pub mod schema;
pub mod sqlite;
pub mod txn;

pub use sqlite::SqliteStore;
pub use txn::{TransactionManager, TxnState};

use crate::query::BuiltQuery;
use crate::types::{Post, StoreStats};

/// The record store abstraction. All query and load paths go through this
/// trait; raw engine failures never escape an implementation.
#[async_trait::async_trait]
pub trait PostStore: Send + Sync {
    /// Execute a built query, returning all matching rows.
    async fn query_posts(&self, query: &BuiltQuery) -> crate::error::Result<Vec<Post>>;

    /// Execute a built query, returning only the first row.
    async fn query_first(&self, query: &BuiltQuery) -> crate::error::Result<Option<Post>>;

    /// Run the count companion of a built query.
    async fn count_posts(&self, query: &BuiltQuery) -> crate::error::Result<u64>;

    /// Insert a slice of posts without transaction control. Callers own
    /// batching and transactional discipline (see [`TransactionManager`]).
    async fn insert_chunk(&self, posts: &[Post]) -> crate::error::Result<u64>;

    /// Serialize the full in-memory dataset back out as JSON bytes.
    async fn export_json(&self) -> crate::error::Result<Vec<u8>>;

    /// Summary counters for the loaded dataset.
    async fn stats(&self) -> crate::error::Result<StoreStats>;

    /// Whether the FTS index is available for text search.
    fn fts_enabled(&self) -> bool;

    /// Invalidate the handle. Every operation afterward fails with a
    /// Connection-kind error rather than touching a stale handle.
    async fn close(&self) -> crate::error::Result<()>;
}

Task to complete:
Exactly as they appear above, transcribe the records in full.

Answer:
pub mod schema;
pub mod sqlite;
pub mod txn;

pub use sqlite::SqliteStore;
pub use txn::{TransactionManager, TxnState};

use crate::query::BuiltQuery;
use crate::types::{Post, StoreStats};

/// The record store abstraction. All query and load paths go through this
/// trait; raw engine failures never escape an implementation.
#[async_trait::async_trait]
pub trait PostStore: Send + Sync {
    /// Execute a built query, returning all matching rows.
    async fn query_posts(&self, query: &BuiltQuery) -> crate::error::Result<Vec<Post>>;

    /// Execute a built query, returning only the first row.
    async fn query_first(&self, query: &BuiltQuery) -> crate::error::Result<Option<Post>>;

    /// Run the count companion of a built query.
    async fn count_posts(&self, query: &BuiltQuery) -> crate::error::Result<u64>;

    /// Insert a slice of posts without transaction control. Callers own
    /// batching and transactional discipline (see [`TransactionManager`]).
    async fn insert_chunk(&self, posts: &[Post]) -> crate::error::Result<u64>;

    /// Serialize the full in-memory dataset back out as JSON bytes.
    async fn export_json(&self) -> crate::error::Result<Vec<u8>>;

    /// Summary counters for the loaded dataset.
    async fn stats(&self) -> crate::error::Result<StoreStats>;

    /// Whether the FTS index is available for text search.
    fn fts_enabled(&self) -> bool;

    /// Invalidate the handle. Every operation afterward fails with a
    /// Connection-kind error rather than touching a stale handle.
    async fn close(&self) -> crate::error::Result<()>;
}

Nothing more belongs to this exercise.